Activity. Each line from the one that contains "existing.relevance_score = result.relevance_score;" to the end of the material must be set down exactly, and no line before it.

::: Excerpted records

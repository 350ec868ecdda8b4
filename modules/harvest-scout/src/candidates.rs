use std::collections::HashMap;

use harvest_archive::normalize_url;
use harvest_common::{is_http_url, ScrapeCandidate, SearchResult};

/// Turn merged search results into the URLs worth scraping.
///
/// Duplicates (by normalized URL) collapse onto the first occurrence and keep
/// the highest score seen. Only http(s) URLs survive. The sort is stable, so
/// equal scores keep discovery order and the truncation is reproducible.
pub fn select_candidates(results: &[SearchResult], max: usize) -> Vec<ScrapeCandidate> {
    let mut candidates: Vec<ScrapeCandidate> = Vec::new();
    let mut index_by_key: HashMap<String, usize> = HashMap::new();

    for result in results {
        if !is_http_url(&result.url) {
            continue;
        }
        let key = normalize_url(&result.url);
        match index_by_key.get(&key) {
            Some(&i) => {
                let existing = &mut candidates[i];
                if result.relevance_score > existing.relevance_score {
                    existing.relevance_score = result.relevance_score;
                }
            }
            None => {
                index_by_key.insert(key, candidates.len());
                candidates.push(ScrapeCandidate {
                    url: result.url.clone(),
                    relevance_score: result.relevance_score,
                });
            }
        }
    }

    candidates.sort_by(|a, b| b.relevance_score.total_cmp(&a.relevance_score));
    candidates.truncate(max);
    candidates
}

::::::

Answer space.
                    existing.relevance_score = result.relevance_score;
                }
            }
            None => {
                index_by_key.insert(key, candidates.len());
                candidates.push(ScrapeCandidate {
                    url: result.url.clone(),
                    relevance_score: result.relevance_score,
                });
            }
        }
    }

    candidates.sort_by(|a, b| b.relevance_score.total_cmp(&a.relevance_score));
    candidates.truncate(max);
    candidates
}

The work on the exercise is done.